Gli scontenti non mancarono e alle loro richieste si tentò di rimediare verso la fine dell'anno successivo, quando, addi sette dicembre, Ferdinando IV concesse l'affrancazione dei canoni al quattro per cento sulle terre demaniali poste a coltura.76
Quindi tornarono i francesi e il progetto di censuazione fu da loro adattato alla situazione con idee nuove. Con legge 21 maggio 1806, Giuseppe Bonaparte sanzionò la fine della vecchia Dogana della mena delle pecore in Puglia, dopo trecentocinquantanove anni da che fu istituita da Alfonso d'Aragona, e le terre demaniali furono concesse a colonia perpetua. L'ultimo bando annunciante la censuazione perpetua del Tavoliere, emesso dall'ultimo Presidente Governatore della Regia Dogana Giuseppe Gargani, è del 26 maggio 1806 77.
Per vari anni, dunque, in tanto fragoroso cozzare di idee e d'armi, il Doganal Palazzo si sentì attonito e impaurito: tornarono a tremare tutte le sue strutture e i suoi fregi, i portoni cercarono inutilmente di chiudersi ai nuovi arrivi e lo scalone d'onore vanamente tentò d'invertire la sua pendenza, i colori delle facciate e delle camere tentarono di nascondersi agli occhi di tutti, o almeno mitigarsi, e lo stemma reale andò a nascondersi nelle grotte semibuie ove permanevano i residui odori delle dispense presidenziali.
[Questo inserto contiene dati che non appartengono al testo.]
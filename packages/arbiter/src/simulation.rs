//! Runs one arbiter over a ring of worker threads.

use std::{
    sync::{
        Arc, Mutex, PoisonError,
        atomic::{AtomicBool, Ordering},
    },
    thread,
    time::{Duration, Instant},
};

use rand::{SeedableRng as _, rngs::SmallRng};
use thiserror::Error;

use crate::{
    Variant, WorkerId,
    clock::RunClock,
    config::{ConfigError, DurationRange, SimulationConfig},
    interrupt::{InterruptHandle, Interrupted, Pacer},
    probe::ProbeArbiter,
    report::RunReport,
    ring::Ring,
    sink::{Event, EventLog, LogSink},
    state_vector::StateVectorArbiter,
    timing::WorkerTimes,
};

#[derive(Debug, Error)]
pub enum RunError {
    #[error(transparent)]
    Config(#[from] ConfigError),
    #[error(transparent)]
    IO(#[from] std::io::Error),
}

/// One worker's private context: identity, interrupt channel, random stream and
/// event log.
#[derive(Debug)]
pub struct Philosopher {
    id: WorkerId,
    pacer: Pacer,
    rng: SmallRng,
    events: EventLog,
}

impl Philosopher {
    #[must_use]
    pub fn new(pacer: Pacer, rng: SmallRng, events: EventLog) -> Self {
        Self {
            id: pacer.worker(),
            pacer,
            rng,
            events,
        }
    }

    #[must_use]
    pub const fn id(&self) -> WorkerId {
        self.id
    }

    #[must_use]
    pub const fn pacer(&self) -> &Pacer {
        &self.pacer
    }

    #[must_use]
    pub const fn clock(&self) -> &RunClock {
        self.events.clock()
    }

    pub fn emit(&self, event: &Event) {
        self.events.emit(self.id, event);
    }

    pub fn sample(&mut self, range: &DurationRange) -> Duration {
        range.sample(&mut self.rng)
    }

    /// Sleeps for `duration` and adds it to `counter`.
    ///
    /// An interrupted sleep only adds the time actually slept.
    ///
    /// # Errors
    ///
    /// * If the sleep is interrupted
    pub fn pause(&self, duration: Duration, counter: &mut Duration) -> Result<(), Interrupted> {
        let started = Instant::now();
        match self.pacer.sleep(duration) {
            Ok(()) => {
                *counter += duration;
                Ok(())
            }
            Err(e) => {
                *counter += started.elapsed().min(duration);
                Err(e)
            }
        }
    }
}

/// An arbitration protocol driving workers around the table.
pub trait Arbiter: Send + Sync {
    fn variant(&self) -> Variant;

    /// Runs one worker until the deadline passes or it is interrupted, and
    /// returns its final timing.
    fn dine(&self, philosopher: &mut Philosopher) -> WorkerTimes;
}

/// Interrupts whichever run is in progress, and every run started afterwards.
#[derive(Debug, Clone, Default)]
pub struct StopHandle {
    requested: Arc<AtomicBool>,
    current: Arc<Mutex<Option<InterruptHandle>>>,
}

impl StopHandle {
    pub fn stop(&self) {
        self.requested.store(true, Ordering::SeqCst);
        if let Some(handle) = self
            .current
            .lock()
            .unwrap_or_else(PoisonError::into_inner)
            .as_ref()
        {
            handle.interrupt_all();
        }
    }

    #[must_use]
    pub fn is_stopped(&self) -> bool {
        self.requested.load(Ordering::SeqCst)
    }

    fn install(&self, handle: Option<InterruptHandle>) {
        let mut current = self
            .current
            .lock()
            .unwrap_or_else(PoisonError::into_inner);
        *current = handle;
        if self.is_stopped()
            && let Some(handle) = current.as_ref()
        {
            handle.interrupt_all();
        }
    }
}

#[derive(Clone)]
pub struct Simulation {
    config: SimulationConfig,
    sink: Arc<dyn LogSink>,
    stop: StopHandle,
}

impl std::fmt::Debug for Simulation {
    fn fmt(&self, f: &mut std::fmt::Formatter<'_>) -> std::fmt::Result {
        f.debug_struct("Simulation")
            .field("config", &self.config)
            .field("stop", &self.stop)
            .finish_non_exhaustive()
    }
}

impl Simulation {
    /// # Errors
    ///
    /// * If the config is invalid
    pub fn new(config: SimulationConfig, sink: Arc<dyn LogSink>) -> Result<Self, ConfigError> {
        config.validate()?;
        Ok(Self {
            config,
            sink,
            stop: StopHandle::default(),
        })
    }

    #[must_use]
    pub const fn config(&self) -> &SimulationConfig {
        &self.config
    }

    /// A handle that interrupts every worker of the current and later runs.
    #[must_use]
    pub fn stop_handle(&self) -> StopHandle {
        self.stop.clone()
    }

    /// Runs the given variant to completion and writes the averages to the sink.
    ///
    /// # Errors
    ///
    /// * If a worker thread fails to spawn
    pub fn run(&self, variant: Variant) -> Result<RunReport, RunError> {
        let arbiter: Box<dyn Arbiter> = match variant {
            Variant::ProbeAndBackoff => Box::new(ProbeArbiter::new(self.config)),
            Variant::StateVector => Box::new(StateVectorArbiter::new(self.config)),
        };
        self.run_with(arbiter.as_ref())
    }

    /// Runs an arbiter to completion and writes the averages to the sink.
    ///
    /// Workers that panic are left out of the averages and listed in
    /// [`RunReport::failed`].
    ///
    /// # Errors
    ///
    /// * If a worker thread fails to spawn. Workers that already started are
    ///   interrupted and joined first.
    pub fn run_with(&self, arbiter: &dyn Arbiter) -> Result<RunReport, RunError> {
        let variant = arbiter.variant();
        let ring = Ring::new(self.config.workers);
        let (interrupts, pacers) = InterruptHandle::new(ring.size());
        let clock = RunClock::start(self.config.run_duration);
        let events = EventLog::new(self.sink.clone(), clock);

        log::info!(
            "Starting {variant} run: philosophers={} duration={}ms seed={:?}",
            ring.size(),
            self.config.run_duration.as_millis(),
            self.config.seed,
        );
        events.line(&format!(
            "Variant: {variant}, philosophers: {}, duration: {} ms",
            ring.size(),
            self.config.run_duration.as_millis()
        ));

        self.stop.install(Some(interrupts.clone()));

        let outcome = thread::scope(|scope| {
            let mut handles = Vec::with_capacity(ring.size());

            for pacer in pacers {
                let id = pacer.worker();
                let rng = self
                    .config
                    .worker_seed(id)
                    .map_or_else(SmallRng::from_os_rng, SmallRng::seed_from_u64);
                let mut philosopher = Philosopher::new(pacer, rng, events.clone());

                let spawned = thread::Builder::new()
                    .name(format!("philosopher-{id}"))
                    .spawn_scoped(scope, move || arbiter.dine(&mut philosopher));

                match spawned {
                    Ok(handle) => handles.push((id, handle)),
                    Err(e) => {
                        log::error!("Failed to spawn philosopher {id}: {e:?}");
                        interrupts.interrupt_all();
                        for (id, handle) in handles {
                            if handle.join().is_err() {
                                log::error!("Philosopher {id} panicked");
                            }
                        }
                        return Err(e);
                    }
                }
            }

            let mut workers = Vec::with_capacity(handles.len());
            let mut failed = vec![];

            for (id, handle) in handles {
                match handle.join() {
                    Ok(times) => {
                        log::debug!("philosopher {id} left the table: {times}");
                        workers.push(times);
                    }
                    Err(e) => {
                        log::error!("Philosopher {id} panicked: {e:?}");
                        failed.push(id);
                    }
                }
            }

            Ok((workers, failed))
        });

        self.stop.install(None);

        let (workers, failed) = outcome?;
        let report = RunReport::new(variant, self.config.run_duration, workers, failed);
        report.write_summary(&events);

        log::info!(
            "Finished {variant} run in {}ms: meals={} interrupted={} failed={}",
            clock.elapsed().as_millis(),
            report.total_meals(),
            report.interrupted().count(),
            report.failed.len(),
        );

        Ok(report)
    }
}
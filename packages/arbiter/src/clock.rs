use std::time::{Duration, Instant};

/// Shared wall-clock origin and deadline of a run.
///
/// Created once before any worker starts and only read afterwards.
#[derive(Debug, Clone, Copy)]
pub struct RunClock {
    started: Instant,
    duration: Duration,
}

impl RunClock {
    #[must_use]
    pub fn start(duration: Duration) -> Self {
        Self {
            started: Instant::now(),
            duration,
        }
    }

    #[must_use]
    pub const fn started(&self) -> Instant {
        self.started
    }

    #[must_use]
    pub const fn duration(&self) -> Duration {
        self.duration
    }

    /// Time since the run started.
    #[must_use]
    pub fn elapsed(&self) -> Duration {
        self.started.elapsed()
    }

    #[must_use]
    pub fn remaining(&self) -> Duration {
        self.duration.saturating_sub(self.elapsed())
    }

    /// Whether the deadline has been reached. Workers poll this between cycles;
    /// it never preempts a step that is already underway.
    #[must_use]
    pub fn is_expired(&self) -> bool {
        self.elapsed() >= self.duration
    }
}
La sua possente mole nulla poteva a difesa della sua conservazione e il dubbio sugli intenti di chi sa quali nuovi dominatori la teneva irresistibilmente vincolata alle vecchie fondazioni; mentre l'acqua limpida del pozzo nel cortile maggiore preferì disperdersi in una miriade di imperscrutabili vene sotterranee.
E sembrò venir la luce quando Gioacchino Murat, con suo decreto del 26 settembre 1808, dispose che in Palazzo Dogana vi fossero il tribunale di prima istanza e il tribunale criminale; ma il disaccordo tra il mastrogiurato Gioacchino Antonellis e l'intendente barone Nolli, che si manifestò per atti anche poco leali, approdò ad una soluzione che non favori la città di Foggia.
Infatti, il Nolli, che prima voleva far trasferire il tribunale nell'espropriando convento di S. Domenico per sistemare gli uffici dell'Intendenza in Palazzo Dogana, si impose d'autorità e d'astuzia all'Antonellis, che propugnava entrambe le sistemazioni nel medesimo edificio, e con nuovo decreto sottoscritto a Baiona fece trasferire il tribunale a Lucera con intenti che dovevano ritenersi provvisori 78.
Chiuso in se stesso, muto e ossequioso, il Doganal Palazzo attese trepidamente le conseguenze degli eventi che erano maturati.